Tag Archives | valerie mrejen

Katie Shireen Assef at East Bay Booksellers

Join Katie Shireen Assef, translator of Valérie Mréjen’s Black Forest.

A man decides he is old enough. A woman returns early from a lovers’ retreat to a bottle of pills at home. And how should you explain the nuances of contemporary Paris to your mother, twenty – five years dead? Valérie Mréjen’s Black Forest is a book of mourning that isn’t morbid or sentimental, but rather an elegant and wryly humorous brace against the void. With a paradoxically detached intimacy, Mréjen follows death’s dark and twisted path through the lives it touches, wringing out every possible meaning—or non–meaning— along the way.

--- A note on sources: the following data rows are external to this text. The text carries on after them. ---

//! Shared path manipulation utilities.

use std::path::{Component, Path, PathBuf};

use crate::core::errors::{Result, WstError};

/// Resolve a request path below the server root directory.
///
/// A leading `/` is stripped so absolute-looking request paths stay under the
/// root. `.` components are dropped and `..` components are resolved
/// syntactically; a path that would climb above the root is rejected.
pub fn resolve_under_root(root: &Path, request_path: &str) -> Result<PathBuf> {
    let trimmed = request_path.trim();
    if trimmed.is_empty() {
        return Err(WstError::invalid_input("path must not be empty"));
    }
    let relative = trimmed.trim_start_matches('/');

    let mut parts: Vec<&std::ffi::OsStr> = Vec::new();
    for component in Path::new(relative).components() {
        match component {
            Component::Normal(part) => parts.push(part),
            Component::CurDir => {}
            Component::ParentDir => {
                if parts.pop().is_none() {
                    return Err(WstError::invalid_input(format!(
                        "path escapes the server root: {request_path}"
                    )));
                }
            }
            Component::RootDir | Component::Prefix(_) => {}
        }
    }

    let mut resolved = root.to_path_buf();
    resolved.extend(parts);
    Ok(resolved)
}

/// Expand a leading `~` against the given home directory.
pub fn expand_home(path: &Path, home: &Path) -> PathBuf {
    match path.strip_prefix("~") {
        Ok(rest) => home.join(rest),
        Err(_) => path.to_path_buf(),
    }
}

/// Return `true` when one path is equal to, an ancestor of, or a descendant of the other.
pub fn paths_overlap(a: &Path, b: &Path) -> bool {
    a.starts_with(b) || b.starts_with(a)
}

#[cfg(test)]
mod tests {
    use super::*;

    #[test]
    fn strips_leading_slash() {
        let resolved = resolve_under_root(Path::new("/workspace"), "/notebooks/a.ipynb").unwrap();
        assert_eq!(resolved, Path::new("/workspace/notebooks/a.ipynb"));
    }

    #[test]
    fn resolves_parent_components_inside_root() {
        let resolved = resolve_under_root(Path::new("/workspace"), "a/b/../c").unwrap();
        assert_eq!(resolved, Path::new("/workspace/a/c"));
    }

    #[test]
    fn rejects_escape_above_root() {
        let err = resolve_under_root(Path::new("/workspace"), "../etc/passwd").unwrap_err();
        assert_eq!(err.code(), "WST-2201");
    }

    #[test]
    fn rejects_empty_path() {
        assert!(resolve_under_root(Path::new("/workspace"), "   ").is_err());
    }

    #[test]
    fn root_itself_resolves() {
        let resolved = resolve_under_root(Path::new("/workspace"), "/").unwrap();
        assert_eq!(resolved, Path::new("/workspace"));
    }

    #[test]
    fn expands_tilde() {
        assert_eq!(
            expand_home(Path::new("~/.workspace"), Path::new("/home/ml")),
            Path::new("/home/ml/.workspace")
        );
        assert_eq!(
            expand_home(Path::new("/abs"), Path::new("/home/ml")),
            Path::new("/abs")
        );
    }

    #[test]
    fn overlap_detects_nesting() {
        assert!(paths_overlap(Path::new("/w"), Path::new("/w/sub")));
        assert!(paths_overlap(Path::new("/w/sub"), Path::new("/w")));
        assert!(paths_overlap(Path::new("/w"), Path::new("/w")));
        assert!(!paths_overlap(Path::new("/w/a"), Path::new("/w/b")));
        assert!(!paths_overlap(Path::new("/w/ab"), Path::new("/w/a")));
    }
}
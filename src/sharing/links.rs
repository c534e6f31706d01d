//! Path-scoped shared file links served through filebrowser.

#![allow(missing_docs)]

use std::path::{Path, PathBuf};

use parking_lot::Mutex;

use crate::core::errors::{Result, WstError};
use crate::core::paths::resolve_under_root;
use crate::platform::command;
use crate::sharing::token::TokenService;

/// Provisions read-only access to one path for a token.
pub trait FileShareBackend: Send + Sync {
    fn provision(&self, token: &str, scope: &Path) -> Result<()>;
}

/// Adds a filebrowser user named by the token while the service is stopped.
#[derive(Debug, Clone)]
pub struct Filebrowser {
    database: PathBuf,
}

impl Filebrowser {
    #[must_use]
    pub fn new(home: &Path) -> Self {
        Self {
            database: home.join("filebrowser.db"),
        }
    }

    fn user_add_args(&self, token: &str, scope: &Path) -> Vec<String> {
        vec![
            "users".to_string(),
            "add".to_string(),
            token.to_string(),
            token.to_string(),
            "--perm.admin=false".to_string(),
            "--perm.create=false".to_string(),
            "--perm.delete=false".to_string(),
            "--perm.download=true".to_string(),
            "--perm.execute=false".to_string(),
            "--perm.modify=false".to_string(),
            "--perm.rename=false".to_string(),
            "--perm.share=false".to_string(),
            "--lockPassword=true".to_string(),
            format!("--database={}", self.database.display()),
            format!("--scope={}", scope.display()),
        ]
    }
}

impl FileShareBackend for Filebrowser {
    fn provision(&self, token: &str, scope: &Path) -> Result<()> {
        supervisorctl("stop");
        // Re-sharing a path fails here because the user exists already; the
        // existing user keeps working.
        let added = command::run("filebrowser", self.user_add_args(token, scope), None);
        supervisorctl("start");

        let output = added?;
        if !output.success {
            eprintln!(
                "[WST-SHARE] filebrowser user not added for {}: {}",
                scope.display(),
                output.combined().trim()
            );
        }
        Ok(())
    }
}

fn supervisorctl(action: &str) {
    match command::run("supervisorctl", [action, "filebrowser"], None) {
        Ok(output) if output.success => {}
        Ok(output) => eprintln!(
            "[WST-SHARE] supervisorctl {action} filebrowser: {}",
            output.combined().trim()
        ),
        Err(error) => eprintln!("[WST-SHARE] supervisorctl {action} filebrowser: {error}"),
    }
}

/// Records provisioning calls instead of touching filebrowser.
#[derive(Debug, Default)]
pub struct RecordingShareBackend {
    calls: Mutex<Vec<(String, PathBuf)>>,
}

impl RecordingShareBackend {
    #[must_use]
    pub fn new() -> Self {
        Self::default()
    }

    #[must_use]
    pub fn calls(&self) -> Vec<(String, PathBuf)> {
        self.calls.lock().clone()
    }
}

impl FileShareBackend for RecordingShareBackend {
    fn provision(&self, token: &str, scope: &Path) -> Result<()> {
        self.calls
            .lock()
            .push((token.to_string(), scope.to_path_buf()));
        Ok(())
    }
}

/// Where a shared link points.
#[derive(Debug, Clone, Copy)]
pub struct LinkTarget<'a> {
    pub origin: &'a str,
    /// Base URL without trailing slash.
    pub base_prefix: &'a str,
}

/// Create the share for `request_path` and return its link.
pub fn share_link(
    tokens: &TokenService,
    backend: &dyn FileShareBackend,
    server_root: &Path,
    request_path: &str,
    target: LinkTarget<'_>,
) -> Result<String> {
    let resolved = resolve_under_root(server_root, request_path)?;
    if !resolved.exists() {
        return Err(WstError::invalid_input(format!(
            "The selected file or folder does not exist: {}",
            resolved.display()
        )));
    }

    let token = tokens.derive(&resolved.to_string_lossy());
    backend.provision(&token, &resolved)?;

    Ok(format!(
        "{}{}/shared/filebrowser/?token={token}",
        target.origin.trim_end_matches('/'),
        target.base_prefix
    ))
}
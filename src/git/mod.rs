//! Git helpers driving the `git` CLI.

pub mod repo;
use workspace_tooling::core::config::Config;
use workspace_tooling::core::errors::WstError;
use workspace_tooling::http::{self, HttpState};
use workspace_tooling::logger::activity::{
    ActivityEvent, ActivityLoggerConfig, ActivityLoggerHandle, spawn_logger,
};
use workspace_tooling::monitor::measure::{MeasurePlan, UsageMeasurer};
use workspace_tooling::monitor::metadata::{MetadataStore, local_now};
use workspace_tooling::monitor::storage_check::{StorageCheck, StorageReport};
use workspace_tooling::platform::disk_usage::{DiskUsage, DuCommand};
use workspace_tooling::scanner::cleanup::{CleanupEngine, CleanupPolicy, CleanupReport};
use workspace_tooling::sharing::ssh::{SetupScriptBuilder, SshKeyscan, parse_endpoint_origin};
use workspace_tooling::sharing::token::TokenService;
use workspace_tooling::tooling::installers::list_installers;
use workspace_tooling::tooling::tools::list_tools;

/// Workspace tooling: storage checks, folder cleanup, shared links and SSH setup.
#[derive(Debug, Parser)]
#[command(
    name = "wst",
    author,
    version,
    about = "Workspace tooling - storage checks, cleanup and sharing",
    long_about = None,
    arg_required_else_help = true
)]
pub struct Cli {
    /// Override config file path.
    #[arg(long, global = true, value_name = "PATH")]
    config: Option<PathBuf>,
    /// Force JSON output mode.
    #[arg(long, global = true)]
    json: bool,
    /// Disable colored output.
    #[arg(long, global = true)]
    no_color: bool,
    /// Subcommand to execute.
    #[command(subcommand)]
    command: Command,
}

#[derive(Debug, Clone, Subcommand)]
enum Command {
    /// Check workspace and container size against their limits.
    Check,
    /// Measure disk usage now and store the snapshot.
    Refresh,
    /// Remove large, inactive files below a folder.
    Cleanup(CleanupArgs),
    /// Print the shared-link token for a path.
    Token(TokenArgs),
    /// List workspace tools.
    Tools,
    /// List tool installer scripts.
    Installers,
    /// Render the SSH client setup script.
    SshScript(SshScriptArgs),
    /// Serve the tooling routes.
    Serve(ServeArgs),
    /// Show the effective configuration.
    Config,
    /// Generate shell completions.
    Completions(CompletionsArgs),
}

A writer at the height of her career who draws comparisons to Georges Perec and Nathalie Sarraute, Mréjen has cemented her status as an auteur with a singular voice, guiding us through the Black Forest of ghosts that populate her subconscious.

“Mréjen’s crystalline prose never grasps for sentimentality, and her meticulous, humane, and powerful volume unforgettably depicts the way the dead experience life after death in the traces they leave in the minds of the living.” ― Publishers Weekly

“A wonderfully dark little book in a perfect translation that will haunt you long after you put it down. I’m so happy to have read it.” — Emma Ramadan, translator of Sphinx (Deep Vellum, 2016) and Me & Other Writings (Dorothy Project, 2019)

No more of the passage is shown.